A leitura de "Representações sobre Saúde e Doença", exemplo significativo de pesquisa na área da Antropologia Médica, nos leva a refletir sobre aspectos importantes na relação da cultura de uma dada comunidade com a produção e consumo do ato médico. Um ponto, contudo, merece ser observado. Para explicar as concepções de saúde e doença da comunidade (cap. 2), Queiroz tende a focalizar a cultura mais no seu aspecto estrutural, objetivado. Se a perspectiva estrutural de análise permite, por um lado, identificar o universo simbólico que orienta os atores em diversas situações, por outro lado, ela tende a minimizar as combinações de diversas estratégias elaboradas por esses mesmos atores ao definir um processo terapêutico.

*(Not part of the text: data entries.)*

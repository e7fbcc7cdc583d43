//! End-to-end pipeline tests against real generated PDFs.

use lopdf::content::{Content, Operation};
use lopdf::{Document, Object, Stream, dictionary};
use std::path::Path;

/// Write a one-page PDF showing each line as a separate text object.
fn write_pdf(path: &Path, lines: &[&str]) {
    let mut doc = Document::with_version("1.5");
    let pages_id = doc.new_object_id();
    let font_id = doc.add_object(dictionary! {
        "Type" => "Font",
        "Subtype" => "Type1",
        "BaseFont" => "Courier",
    });
    let resources_id = doc.add_object(dictionary! {
        "Font" => dictionary! { "F1" => font_id },
    });

    let mut operations = Vec::new();
    for (i, line) in lines.iter().enumerate() {
        operations.push(Operation::new("BT", vec![]));
        operations.push(Operation::new("Tf", vec!["F1".into(), 12.into()]));
        operations.push(Operation::new(
            "Td",
            vec![72.into(), (720 - 20 * i as i64).into()],
        ));
        operations.push(Operation::new("Tj", vec![Object::string_literal(*line)]));
        operations.push(Operation::new("ET", vec![]));
    }
    let content = Content { operations };
    let content_id = doc.add_object(Stream::new(
        dictionary! {},
        content.encode().expect("encode content stream"),
    ));

    let page_id = doc.add_object(dictionary! {
        "Type" => "Page",
        "Parent" => pages_id,
        "Contents" => content_id,
    });
    let pages = dictionary! {
        "Type" => "Pages",
        "Kids" => vec![page_id.into()],
        "Count" => 1,
        "Resources" => Object::from(resources_id),
        "MediaBox" => vec![0.into(), 0.into(), 595.into(), 842.into()],
    };
    doc.objects.insert(pages_id, Object::Dictionary(pages));
    let catalog_id = doc.add_object(dictionary! {
        "Type" => "Catalog",
        "Pages" => pages_id,
    });
    doc.trailer.set("Root", catalog_id);
    doc.save(path).expect("save test PDF");
}

#[test]
fn extracts_name_and_pan_from_generated_pdf() {
    let dir = tempfile::tempdir().unwrap();
    let path = dir.path().join("card.pdf");
    // PAN line first so the greedy name capture only has trailing
    // whitespace to absorb.
    write_pdf(&path, &["PAN: ABCDE1234F", "Name John Smith"]);

    let extraction = panex_ingest::extract_pan_details(&path).unwrap();
    assert_eq!(extraction.record.pan.as_str(), "ABCDE1234F");
    assert_eq!(extraction.record.name.as_str(), "John Smith");
}

#[test]
fn fields_default_to_sentinel_when_absent() {
    let dir = tempfile::tempdir().unwrap();
    let path = dir.path().join("blank-ish.pdf");
    write_pdf(&path, &["unrelated content only"]);

    let extraction = panex_ingest::extract_pan_details(&path).unwrap();
    assert_eq!(extraction.record.pan.as_str(), "Not found");
    assert_eq!(extraction.record.name.as_str(), "Not found");
}

#[test]
fn unreadable_file_exhausts_extraction() {
    let dir = tempfile::tempdir().unwrap();
    let path = dir.path().join("bogus.pdf");
    std::fs::write(&path, b"not a pdf at all").unwrap();

    let err = panex_ingest::extract_pan_details(&path).unwrap_err();
    let panex_ingest::IngestError::ExtractionExhausted { faults } = err;
    // Both real backends reported a fault.
    assert!(!faults.is_empty());
}
use std::io::Write;
use std::path::PathBuf;
use std::process::ExitCode;

use clap::Parser;
use owo_colors::OwoColorize;

mod output;

use output::ColorMode;

/// Extract the holder name and PAN from a PDF document
#[derive(Parser, Debug)]
#[command(version, about, long_about = None)]
struct Cli {
    /// Path to the PDF file
    pdf_path: PathBuf,

    /// Write the result as CSV to this path
    #[arg(short, long)]
    output: Option<PathBuf>,

    /// Disable colored output
    #[arg(long)]
    no_color: bool,
}

fn main() -> ExitCode {
    tracing_subscriber::fmt()
        .with_env_filter(tracing_subscriber::EnvFilter::from_default_env())
        .with_writer(std::io::stderr)
        .init();

    let cli = Cli::parse();
    let color = ColorMode(!cli.no_color);

    match run(&cli, color) {
        Ok(()) => ExitCode::SUCCESS,
        Err(err) => {
            if color.enabled() {
                eprintln!("{}", format!("{:#}", err).red());
            } else {
                eprintln!("{:#}", err);
            }
            ExitCode::FAILURE
        }
    }
}

fn run(cli: &Cli, color: ColorMode) -> anyhow::Result<()> {
    if !cli.pdf_path.exists() {
        anyhow::bail!("File not found: {}", cli.pdf_path.display());
    }

    let mut stdout = std::io::stdout();

    let extraction = match panex_ingest::extract_pan_details(&cli.pdf_path) {
        Ok(extraction) => extraction,
        Err(err) => {
            // Both extraction methods exhausted: report every fault, then
            // fail. Exit code 1, no CSV.
            output::print_faults(&mut stdout, err.faults(), color)?;
            anyhow::bail!(
                "Text extraction failed. Please try another PDF or check the file format."
            );
        }
    };

    output::print_faults(&mut stdout, &extraction.faults, color)?;
    output::print_record(&mut stdout, &extraction.record, color)?;

    if let Some(ref csv_path) = cli.output {
        let csv = panex_reporting::to_csv(&extraction.record);
        let mut file = std::fs::File::create(csv_path)?;
        file.write_all(csv.as_bytes())?;
        writeln!(stdout, "Saved CSV to {}", csv_path.display())?;
    }

    Ok(())
}
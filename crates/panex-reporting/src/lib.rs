//! CSV export of a recognized record.
//!
//! One header row (`Name,PAN`), one data row, no index column. File
//! naming and MIME type are owned by the caller (CLI `--output` path or
//! the web download response).

use panex_core::PanRecord;

/// Quote a CSV field when it contains a quote, comma, or newline.
fn csv_escape(s: &str) -> String {
    if s.contains('"') || s.contains(',') || s.contains('\n') {
        format!("\"{}\"", s.replace('"', "\"\""))
    } else {
        s.to_string()
    }
}

/// Serialize a record as CSV. Sentinel fields are written literally as
/// `Not found`, so a row always exists once recognition has run.
pub fn to_csv(record: &PanRecord) -> String {
    let mut out = String::from("Name,PAN\n");
    out.push_str(&format!(
        "{},{}\n",
        csv_escape(record.name.as_str()),
        csv_escape(record.pan.as_str())
    ));
    out
}
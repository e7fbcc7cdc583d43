use std::path::Path;

use lopdf::Document;

use panex_core::{BackendError, PdfBackend};

/// Primary extraction backend built on `lopdf`.
///
/// Pages are visited in document order and their text concatenated with no
/// separator. Any page that fails to decode fails the whole attempt; the
/// orchestrator treats that as a fault and moves on to the next backend
/// rather than returning partial text.
#[derive(Debug, Default)]
pub struct LopdfBackend;

impl LopdfBackend {
    pub fn new() -> Self {
        Self
    }
}

impl PdfBackend for LopdfBackend {
    fn name(&self) -> &'static str {
        "lopdf"
    }

    fn extract_text(&self, path: &Path) -> Result<String, BackendError> {
        let document = Document::load(path).map_err(|e| BackendError::Open(e.to_string()))?;

        let mut text = String::new();
        for (page_number, _object_id) in document.get_pages() {
            let page_text = document
                .extract_text(&[page_number])
                .map_err(|e| BackendError::Extraction(e.to_string()))?;
            text.push_str(&page_text);
        }

        Ok(text)
    }
}
//! PDF text extraction backends.
//!
//! Two independent implementations of [`panex_core::PdfBackend`] with
//! different parsing heuristics, so that documents one library chokes on
//! can still be read by the other:
//!
//! - [`LopdfBackend`] walks pages with `lopdf` (primary)
//! - [`PdfExtractBackend`] delegates to `pdf-extract` (secondary)

pub mod lopdf_backend;
pub mod pdf_extract_backend;

pub use lopdf_backend::LopdfBackend;
pub use pdf_extract_backend::PdfExtractBackend;
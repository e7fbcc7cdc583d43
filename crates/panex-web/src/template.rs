use axum::response::Html;

const INDEX_HTML: &str = include_str!("../templates/index.html");

/// Render the upload page.
pub fn render_index() -> Html<&'static str> {
    Html(INDEX_HTML)
}
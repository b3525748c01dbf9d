//! Client persistence

use super::{db_err, Database};
use crate::storage::{new_id, now};
use async_trait::async_trait;
use casebook_core::ports::ClientStore;
use casebook_core::{Client, ClientPatch, NewClient, Patch, Result};
use chrono::{DateTime, Utc};
use sqlx::{QueryBuilder, Sqlite};

const CLIENT_COLUMNS: &str = "id, name, notes, created_at, updated_at";

#[async_trait]
impl ClientStore for Database {
    async fn list_clients(&self) -> Result<Vec<Client>> {
        let rows: Vec<ClientRow> = sqlx::query_as(&format!(
            "SELECT {CLIENT_COLUMNS} FROM clients ORDER BY created_at DESC, rowid DESC"
        ))
        .fetch_all(&self.pool)
        .await
        .map_err(db_err)?;

        Ok(rows.into_iter().map(Client::from).collect())
    }

    async fn get_client(&self, id: &str) -> Result<Option<Client>> {
        let row: Option<ClientRow> =
            sqlx::query_as(&format!("SELECT {CLIENT_COLUMNS} FROM clients WHERE id = ?1"))
                .bind(id)
                .fetch_optional(&self.pool)
                .await
                .map_err(db_err)?;

        Ok(row.map(Client::from))
    }

    async fn create_client(&self, client: NewClient) -> Result<Client> {
        let stamp = now();
        let created = Client {
            id: new_id(),
            name: client.name,
            notes: client.notes,
            created_at: stamp,
            updated_at: stamp,
        };

        sqlx::query(
            r#"
            INSERT INTO clients (id, name, notes, created_at, updated_at)
            VALUES (?1, ?2, ?3, ?4, ?5)
            "#,
        )
        .bind(&created.id)
        .bind(&created.name)
        .bind(&created.notes)
        .bind(created.created_at)
        .bind(created.updated_at)
        .execute(&self.pool)
        .await
        .map_err(db_err)?;

        Ok(created)
    }

    async fn update_client(&self, id: &str, patch: ClientPatch) -> Result<Option<Client>> {
        if patch.is_empty() {
            return self.get_client(id).await;
        }

        let mut query = QueryBuilder::<Sqlite>::new("UPDATE clients SET ");
        {
            let mut set = query.separated(", ");
            if let Patch::Set(name) = patch.name {
                set.push("name = ").push_bind_unseparated(name);
            }
            if let Patch::Set(notes) = patch.notes {
                set.push("notes = ").push_bind_unseparated(notes);
            }
            set.push("updated_at = ").push_bind_unseparated(now());
        }
        query
            .push(" WHERE id = ")
            .push_bind(id.to_string())
            .push(format!(" RETURNING {CLIENT_COLUMNS}"));

        let row: Option<ClientRow> = query
            .build_query_as::<ClientRow>()
            .fetch_optional(&self.pool)
            .await
            .map_err(db_err)?;

        Ok(row.map(Client::from))
    }

    async fn delete_client(&self, id: &str) -> Result<bool> {
        // Cases, their items, timing and tag links go with it (ON DELETE CASCADE)
        let result = sqlx::query("DELETE FROM clients WHERE id = ?1")
            .bind(id)
            .execute(&self.pool)
            .await
            .map_err(db_err)?;

        Ok(result.rows_affected() > 0)
    }
}

// Helper struct for sqlx query_as
#[derive(sqlx::FromRow)]
struct ClientRow {
    id: String,
    name: String,
    notes: Option<String>,
    created_at: DateTime<Utc>,
    updated_at: DateTime<Utc>,
}

impl From<ClientRow> for Client {
    fn from(r: ClientRow) -> Self {
        Client {
            id: r.id,
            name: r.name,
            notes: r.notes,
            created_at: r.created_at,
            updated_at: r.updated_at,
        }
    }
}
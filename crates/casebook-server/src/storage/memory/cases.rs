use super::{newest_first, MemoryStore};
use crate::storage::{new_id, now};
use async_trait::async_trait;
use casebook_core::ports::CaseStore;
use casebook_core::{BusinessCase, CasePatch, CasebookError, NewCase, Patch, Result, Tag};
use chrono::{DateTime, Utc};

impl MemoryStore {
    fn require_client(&self, client_id: &str) -> Result<()> {
        if self.clients.contains_key(client_id) {
            Ok(())
        } else {
            Err(CasebookError::Integrity(
                "client_id does not reference an existing client".to_string(),
            ))
        }
    }

    /// Fill in the client name and the sorted tag names
    fn enrich(&self, mut case: BusinessCase) -> BusinessCase {
        case.client_name = self
            .clients
            .get(&case.client_id)
            .map(|entry| entry.record.name.clone());
        let mut tags: Vec<String> = self
            .case_tags
            .iter()
            .filter(|link| link.0 == case.id)
            .filter_map(|link| self.tags.get(&link.1).map(|tag| tag.name.clone()))
            .collect();
        tags.sort();
        case.tags = tags;
        case
    }

    /// Reuse the registry entry for `name` or register a new one
    fn upsert_tag(&self, name: &str, stamp: DateTime<Utc>) -> String {
        self.tag_names
            .entry(name.to_string())
            .or_insert_with(|| {
                let tag = Tag {
                    id: new_id(),
                    name: name.to_string(),
                    created_at: stamp,
                    updated_at: stamp,
                };
                let id = tag.id.clone();
                self.tags.insert(id.clone(), tag);
                id
            })
            .clone()
    }

    fn replace_tags(&self, case_id: &str, tags: &[String], stamp: DateTime<Utc>) {
        self.case_tags.retain(|(linked_case, _)| linked_case != case_id);
        for name in tags {
            let tag_id = self.upsert_tag(name, stamp);
            self.case_tags.insert((case_id.to_string(), tag_id));
        }
    }

    fn insert_case(&self, case: NewCase) -> Result<BusinessCase> {
        let _guard = self.write_guard();
        self.require_client(&case.client_id)?;

        let stamp = now();
        let created = BusinessCase {
            id: new_id(),
            client_id: case.client_id,
            client_name: None,
            title: case.title,
            description: case.description,
            status: case.status,
            category: case.category,
            time_basis: case.time_basis,
            duration_value: case.duration_value,
            duration_unit: case.duration_unit,
            currency_code: case.currency_code,
            tags: Vec::new(),
            created_at: stamp,
            updated_at: stamp,
        };
        self.replace_tags(&created.id, &case.tags, stamp);
        self.cases
            .insert(created.id.clone(), self.stored(created.clone()));
        Ok(self.enrich(created))
    }

    fn patch_case(&self, id: &str, patch: CasePatch) -> Result<Option<BusinessCase>> {
        let _guard = self.write_guard();
        let Some(mut current) = self.cases.get(id).map(|entry| entry.record.clone()) else {
            return Ok(None);
        };
        if let Patch::Set(client_id) = &patch.client_id {
            self.require_client(client_id)?;
        }

        let stamp = now();
        if let Patch::Set(tags) = patch.apply_columns(&mut current) {
            self.replace_tags(id, &tags, stamp);
        }
        current.updated_at = stamp;

        if let Some(mut entry) = self.cases.get_mut(id) {
            entry.record = current.clone();
        }
        Ok(Some(self.enrich(current)))
    }

    fn remove_case(&self, id: &str) -> bool {
        let _guard = self.write_guard();
        self.purge_case(id)
    }
}

#[async_trait]
impl CaseStore for MemoryStore {
    async fn list_cases(&self, client_id: Option<&str>) -> Result<Vec<BusinessCase>> {
        let cases = newest_first(&self.cases, |case| {
            client_id.map_or(true, |wanted| case.client_id == wanted)
        });
        Ok(cases.into_iter().map(|case| self.enrich(case)).collect())
    }

    async fn get_case(&self, id: &str) -> Result<Option<BusinessCase>> {
        let case = self.cases.get(id).map(|entry| entry.record.clone());
        Ok(case.map(|case| self.enrich(case)))
    }

    async fn create_case(&self, case: NewCase) -> Result<BusinessCase> {
        self.insert_case(case)
    }

    async fn update_case(&self, id: &str, patch: CasePatch) -> Result<Option<BusinessCase>> {
        if patch.is_empty() {
            return self.get_case(id).await;
        }
        self.patch_case(id, patch)
    }

    async fn delete_case(&self, id: &str) -> Result<bool> {
        Ok(self.remove_case(id))
    }
}
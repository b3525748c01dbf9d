//! Request extractors

pub mod json;

pub use json::ApiJson;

A percepção dessas estratégias requer uma análise da cultura como algo que se constrói e ganha sentido no processo efetivo da interação social. Requer, portanto, uma investigação que possa sintetizar os aspectos macro e micro-sociológicos. Assim, pouca atenção é dada ao fato de que o conhecimento médico popular forma uma realidade socio-cultural aberta e flexível, de tal forma que os valores da medicina "oficiar" são continuamente absorvidos, (re)construídos e mesmo modificados dentro de processos interativos específicos. Acredito que é justamente no caráter flexível do conhecimento médico popular que podemos, em grande parte, compreender como, dentro de parâmetros culturais específicos, subsistem diferentes possibilidades interpretativas para uma dada aflição ou doença. O capítulo 2 poderia nos fornecer mais subsídios sobre as práticas e representações da saúde e da doença. A discussão sobre o modelo etiológico popular está limitada a um único nível de explicação causal da doença. Em rápidas pinceladas, o autor apenas menciona as idéias de nervosismo e fatalidade (destino, por exemplo) como os fatores etiológicos mais importantes no quadro interpretativo das doenças. Como leitores, ficamos interessados em saber como são construídos e interpretados esses fatores. Inclusive porque facilitaria a compreensão do capítulo (8) sobre as estratégias no consumo de agentes de saúde e de medicamentos.
No que pese as rápidas considerações acima mencionadas, é necessário enfatizar que estamos diante de um estudo de qualidade que deve ser lido não apenas pelos cientistas sociais, mas por todos aqueles interessados na questão de saúde.